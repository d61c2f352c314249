//! Procedural road-section chains.
//!
//! Pieces are placed end-to-start; before committing to the next piece a
//! bounded lookahead search checks that a whole chain of future pieces can
//! follow it without overlapping anything already in the world.
//!
//! Layout
//! - `frame`: affine frames (position, rotation, scale) and their composition.
//! - `geom2`: intervals, convex hull axes, and separating-axis footprint tests.
//! - `shape`: a piece's start/end frames, footprint, and height range.
//! - `search`: the resumable combination search and the choice engine.
//! - `piece`: piece ids, prototypes, the catalog, and presets.
//! - `generator`: the tick-driven placement loop and policies.
//!
//! World convention: y is up; overlap is decided on the (x, z) plane plus the
//! y extent.

pub mod frame;
pub mod generator;
pub mod geom2;
pub mod piece;
pub mod search;
pub mod shape;

/// Library version string.
pub const VERSION: &str = env!("CARGO_PKG_VERSION");

/// Common exports for quick imports in callers.
pub mod prelude {
    pub use crate::frame::{AffineFrame, FrameError};
    pub use crate::generator::{
        GeneratorCfg, GeneratorError, PlacementPolicy, RoadGenerator, RunSummary,
        TargetLengthPolicy, TickReport,
    };
    pub use crate::geom2::{Footprint2, Interval};
    pub use crate::piece::{Catalog, CatalogError, Piece, PieceId, PlacedPiece, Prototype};
    pub use crate::search::{ChoiceEngine, CombinationSearch, SearchCfg, SearchError, SearchStatus};
    pub use crate::shape::PieceShape;
    pub use nalgebra::{UnitQuaternion, Vector3 as Vec3};
}
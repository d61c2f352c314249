//! Ready-made piece shapes with box boundaries.
//!
//! All presets start at the origin heading +z with y up. Footprints stop
//! `SEAM` short of the connection points so consecutive pieces never touch
//! (touching counts as overlap).

use std::f64::consts::FRAC_PI_2;

use nalgebra::{vector, UnitQuaternion, Vector3};

use super::{Catalog, Prototype};
use crate::frame::AffineFrame;
use crate::shape::PieceShape;

/// Gap between a footprint and its start/end connection points.
pub const SEAM: f64 = 0.1;
/// Thickness of the road deck.
pub const DECK_HEIGHT: f64 = 0.5;

/// Eight corners of an axis-aligned box.
pub fn cuboid(x: (f64, f64), y: (f64, f64), z: (f64, f64)) -> Vec<Vector3<f64>> {
    let mut out = Vec::with_capacity(8);
    for &a in &[x.0, x.1] {
        for &b in &[y.0, y.1] {
            for &c in &[z.0, z.1] {
                out.push(vector![a, b, c]);
            }
        }
    }
    out
}

pub fn straight(length: f64, width: f64) -> PieceShape {
    let half = width / 2.0;
    PieceShape::from_local(
        AffineFrame::identity(),
        AffineFrame::rigid(vector![0.0, 0.0, length], UnitQuaternion::identity()),
        cuboid((-half, half), (0.0, DECK_HEIGHT), (SEAM, length - SEAM)),
        false,
    )
}

/// 90° bend towards +x; the footprint is the bounding box of the arc.
pub fn quarter_turn(radius: f64, width: f64) -> PieceShape {
    let half = width / 2.0;
    PieceShape::from_local(
        AffineFrame::identity(),
        AffineFrame::rigid(
            vector![radius, 0.0, radius],
            UnitQuaternion::from_axis_angle(&Vector3::y_axis(), FRAC_PI_2),
        ),
        cuboid((-half, radius - SEAM), (0.0, DECK_HEIGHT), (SEAM, radius + half)),
        false,
    )
}

/// Straight piece that ends `rise` higher (or lower, when negative).
pub fn ramp(length: f64, width: f64, rise: f64) -> PieceShape {
    let half = width / 2.0;
    PieceShape::from_local(
        AffineFrame::identity(),
        AffineFrame::rigid(vector![0.0, rise, length], UnitQuaternion::identity()),
        cuboid(
            (-half, half),
            (rise.min(0.0), rise.max(0.0) + DECK_HEIGHT),
            (SEAM, length - SEAM),
        ),
        false,
    )
}

/// Dead end: its end frame is its start frame, so anything placed after it
/// lands on top of it.
pub fn stub(width: f64) -> PieceShape {
    let half = width / 2.0;
    PieceShape::from_local(
        AffineFrame::identity(),
        AffineFrame::identity(),
        cuboid((-half, half), (0.0, DECK_HEIGHT), (SEAM, width)),
        false,
    )
}

/// Straights, curves in both orientations, and gentle ramps.
pub fn standard_catalog() -> Catalog {
    let mut catalog = Catalog::new();
    catalog.insert(Prototype::new("straight", &straight(10.0, 2.0)), false);
    catalog.insert(Prototype::new("short", &straight(5.0, 2.0)), false);
    catalog.insert(Prototype::new("curve", &quarter_turn(5.0, 2.0)), true);
    catalog.insert(Prototype::new("rampUp", &ramp(10.0, 2.0, 1.0)), false);
    catalog.insert(Prototype::new("rampDown", &ramp(10.0, 2.0, -1.0)), false);
    catalog
}

#[cfg(test)]
mod tests {
    use super::*;

    #[test]
    fn consecutive_presets_do_not_touch() {
        let shapes = [
            straight(10.0, 2.0),
            straight(5.0, 2.0),
            quarter_turn(5.0, 2.0),
            quarter_turn(5.0, 2.0).mirrored(),
            ramp(10.0, 2.0, 1.0),
            ramp(10.0, 2.0, -1.0),
        ];
        for a in &shapes {
            for b in &shapes {
                let next = b.translated_copy(a.end());
                assert!(!a.overlaps(&next));
            }
        }
    }

    #[test]
    fn stub_blocks_its_successor() {
        let s = stub(2.0);
        assert!(s.overlaps(&straight(10.0, 2.0).translated_copy(s.end())));
        assert!(s.overlaps(&s.translated_copy(s.end())));
    }

    #[test]
    fn standard_catalog_has_flipped_curve() {
        let c = standard_catalog();
        let ids: Vec<&str> = c.ids().collect();
        assert_eq!(
            ids,
            vec!["curve", "curveFlipped", "rampDown", "rampUp", "short", "straight"]
        );
        let flipped = c.get("curveFlipped").unwrap();
        assert!(flipped.id().flipped);
        assert!(c.get("loop").is_err());
    }

    #[test]
    fn claim_aligns_instance() {
        let c = standard_catalog();
        let start = AffineFrame::rigid(vector![3.0, 0.0, 4.0], UnitQuaternion::identity());
        let placed = c.claim("straight", 7, &start).unwrap();
        assert_eq!(placed.seq, 7);
        assert_eq!(placed.id.to_string(), "straight");
        assert!((placed.shape.end().position - vector![3.0, 0.0, 14.0]).norm() < 1e-9);
    }
}
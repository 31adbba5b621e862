//! Dependency-ordered signal dispatch.
//!
//! Callbacks ("slots") are connected under keys, keys declare which other
//! keys must run before them, and one `emit` fires every slot in an order
//! that respects every declared dependency.
//!
//! Two flavours of everything:
//!
//! - Fast: [`FastSignal`], [`SortedSignal`]. Emit never mutates; slots cannot
//!   restructure the dispatcher while it fires.
//! - Deferred: [`DeferredSignal`], [`DeferredSortedSignal`]. Slots may connect
//!   and disconnect anything (themselves included) and add dependencies
//!   mid-emit. Those changes take effect at the next emit.
//!
//! Every `connect` returns a [`DisconnectToken`] that disconnects on drop and
//! turns into a no-op once its dispatcher is gone.
//!
//! Single-threaded: nothing here is `Send` or `Sync`.

pub mod callable;
pub mod config;
pub mod error;
pub mod graph;
pub mod id;
pub mod signal;
pub mod sorted;
pub mod token;
pub mod typed;

pub use callable::{Callback, SlotResult};
pub use config::{DispatcherConfig, SortPolicy};
pub use error::{CircularDependencyError, ConfigError, EmitError, SlotFailure};
pub use graph::DependencyGraph;
pub use id::SlotId;
pub use signal::{DeferredSignal, FastSignal, SignalConnector, SlotRegistry};
pub use sorted::{DeferredSortedSignal, KeyedDispatch, SortedConnector, SortedSignal};
pub use token::{DisconnectToken, Disconnector};
pub use typed::{DeferredTypeSortedSignal, TypeConnector, TypeKey, TypeSortedSignal};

━━━━━━

__WHAT NEEDS TO BE DONE__.
Exact duplication of all the data above is expected.

__TASK OUTPUT__.
repository d61c2f352c314249
//! Procedural road-section chains.
//!
//! Pieces are placed end-to-start; before committing to the next piece a
//! bounded lookahead search checks that a whole chain of future pieces can
//! follow it without overlapping anything already in the world.
//!
//! Layout
//! - `frame`: affine frames (position, rotation, scale) and their composition.
//! - `geom2`: intervals, convex hull axes, and separating-axis footprint tests.
//! - `shape`: a piece's start/end frames, footprint, and height range.
//! - `search`: the resumable combination search and the choice engine.
//! - `piece`: piece ids, prototypes, the catalog, and presets.
//! - `generator`: the tick-driven placement loop and policies.
//!
//! World convention: y is up; overlap is decided on the (x, z) plane plus the
//! y extent.

pub mod frame;
pub mod generator;
pub mod geom2;
pub mod piece;
pub mod search;
pub mod shape;

/// Library version string.
pub const VERSION: &str = env!("CARGO_PKG_VERSION");

/// Common exports for quick imports in callers.
pub mod prelude {
    pub use crate::frame::{AffineFrame, FrameError};
    pub use crate::generator::{
        GeneratorCfg, GeneratorError, PlacementPolicy, RoadGenerator, RunSummary,
        TargetLengthPolicy, TickReport,
    };
    pub use crate::geom2::{Footprint2, Interval};
    pub use crate::piece::{Catalog, CatalogError, Piece, PieceId, PlacedPiece, Prototype};
    pub use crate::search::{ChoiceEngine, CombinationSearch, SearchCfg, SearchError, SearchStatus};
    pub use crate::shape::PieceShape;
    pub use nalgebra::{UnitQuaternion, Vector3 as Vec3};
}
repository d61c2f352c314249
//! Ready-made piece shapes with box boundaries.
//!
//! All presets start at the origin heading +z with y up. Footprints stop
//! `SEAM` short of the connection points so consecutive pieces never touch
//! (touching counts as overlap).

use std::f64::consts::FRAC_PI_2;

use nalgebra::{vector, UnitQuaternion, Vector3};

use super::{Catalog, Prototype};
use crate::frame::AffineFrame;
use crate::shape::PieceShape;

/// Gap between a footprint and its start/end connection points.
pub const SEAM: f64 = 0.1;
/// Thickness of the road deck.
pub const DECK_HEIGHT: f64 = 0.5;

/// Eight corners of an axis-aligned box.
pub fn cuboid(x: (f64, f64), y: (f64, f64), z: (f64, f64)) -> Vec<Vector3<f64>> {
    let mut out = Vec::with_capacity(8);
    for &a in &[x.0, x.1] {
        for &b in &[y.0, y.1] {
            for &c in &[z.0, z.1] {
                out.push(vector![a, b, c]);
            }
        }
    }
    out
}

pub fn straight(length: f64, width: f64) -> PieceShape {
    let half = width / 2.0;
    PieceShape::from_local(
        AffineFrame::identity(),
        AffineFrame::rigid(vector![0.0, 0.0, length], UnitQuaternion::identity()),
        cuboid((-half, half), (0.0, DECK_HEIGHT), (SEAM, length - SEAM)),
        false,
    )
}

/// 90° bend towards +x; the footprint is the bounding box of the arc.
pub fn quarter_turn(radius: f64, width: f64) -> PieceShape {
    let half = width / 2.0;
    PieceShape::from_local(
        AffineFrame::identity(),
        AffineFrame::rigid(
            vector![radius, 0.0, radius],
            UnitQuaternion::from_axis_angle(&Vector3::y_axis(), FRAC_PI_2),
        ),
        cuboid((-half, radius - SEAM), (0.0, DECK_HEIGHT), (SEAM, radius + half)),
        false,
    )
}

/// Straight piece that ends `rise` higher (or lower, when negative).
pub fn ramp(length: f64, width: f64, rise: f64) -> PieceShape {
    let half = width / 2.0;
    PieceShape::from_local(
        AffineFrame::identity(),
        AffineFrame::rigid(vector![0.0, rise, length], UnitQuaternion::identity()),
        cuboid(
            (-half, half),
            (rise.min(0.0), rise.max(0.0) + DECK_HEIGHT),
            (SEAM, length - SEAM),
        ),
        false,
    )
}

/// Dead end: its end frame is its start frame, so anything placed after it
/// lands on top of it.
pub fn stub(width: f64) -> PieceShape {
    let half = width / 2.0;
    PieceShape::from_local(
        AffineFrame::identity(),
        AffineFrame::identity(),
        cuboid((-half, half), (0.0, DECK_HEIGHT), (SEAM, width)),
        false,
    )
}

/// Straights, curves in both orientations, and gentle ramps.
pub fn standard_catalog() -> Catalog {
    let mut catalog = Catalog::new();
    catalog.insert(Prototype::new("straight", &straight(10.0, 2.0)), false);
    catalog.insert(Prototype::new("short", &straight(5.0, 2.0)), false);
    catalog.insert(Prototype::new("curve", &quarter_turn(5.0, 2.0)), true);
    catalog.insert(Prototype::new("rampUp", &ramp(10.0, 2.0, 1.0)), false);
    catalog.insert(Prototype::new("rampDown", &ramp(10.0, 2.0, -1.0)), false);
    catalog
}

#[cfg(test)]
mod tests {
    use super::*;

    #[test]
    fn consecutive_presets_do_not_touch() {
        let shapes = [
            straight(10.0, 2.0),
            straight(5.0, 2.0),
            quarter_turn(5.0, 2.0),
            quarter_turn(5.0, 2.0).mirrored(),
            ramp(10.0, 2.0, 1.0),
            ramp(10.0, 2.0, -1.0),
        ];
        for a in &shapes {
            for b in &shapes {
                let next = b.translated_copy(a.end());
                assert!(!a.overlaps(&next));
            }
        }
    }

    #[test]
    fn stub_blocks_its_successor() {
        let s = stub(2.0);
        assert!(s.overlaps(&straight(10.0, 2.0).translated_copy(s.end())));
        assert!(s.overlaps(&s.translated_copy(s.end())));
    }

    #[test]
    fn standard_catalog_has_flipped_curve() {
        let c = standard_catalog();
        let ids: Vec<&str> = c.ids().collect();
        assert_eq!(
            ids,
            vec!["curve", "curveFlipped", "rampDown", "rampUp", "short", "straight"]
        );
        let flipped = c.get("curveFlipped").unwrap();
        assert!(flipped.id().flipped);
        assert!(c.get("loop").is_err());
    }

    #[test]
    fn claim_aligns_instance() {
        let c = standard_catalog();
        let start = AffineFrame::rigid(vector![3.0, 0.0, 4.0], UnitQuaternion::identity());
        let placed = c.claim("straight", 7, &start).unwrap();
        assert_eq!(placed.seq, 7);
        assert_eq!(placed.id.to_string(), "straight");
        assert!((placed.shape.end().position - vector![3.0, 0.0, 14.0]).norm() < 1e-9);
    }
}
repository 31adbba5b621e862
//! Dependency-ordered signal dispatch.
//!
//! Callbacks ("slots") are connected under keys, keys declare which other
//! keys must run before them, and one `emit` fires every slot in an order
//! that respects every declared dependency.
//!
//! Two flavours of everything:
//!
//! - Fast: [`FastSignal`], [`SortedSignal`]. Emit never mutates; slots cannot
//!   restructure the dispatcher while it fires.
//! - Deferred: [`DeferredSignal`], [`DeferredSortedSignal`]. Slots may connect
//!   and disconnect anything (themselves included) and add dependencies
//!   mid-emit. Those changes take effect at the next emit.
//!
//! Every `connect` returns a [`DisconnectToken`] that disconnects on drop and
//! turns into a no-op once its dispatcher is gone.
//!
//! Single-threaded: nothing here is `Send` or `Sync`.

pub mod callable;
pub mod config;
pub mod error;
pub mod graph;
pub mod id;
pub mod signal;
pub mod sorted;
pub mod token;
pub mod typed;

pub use callable::{Callback, SlotResult};
pub use config::{DispatcherConfig, SortPolicy};
pub use error::{CircularDependencyError, ConfigError, EmitError, SlotFailure};
pub use graph::DependencyGraph;
pub use id::SlotId;
pub use signal::{DeferredSignal, FastSignal, SignalConnector, SlotRegistry};
pub use sorted::{DeferredSortedSignal, KeyedDispatch, SortedConnector, SortedSignal};
pub use token::{DisconnectToken, Disconnector};
pub use typed::{DeferredTypeSortedSignal, TypeConnector, TypeKey, TypeSortedSignal};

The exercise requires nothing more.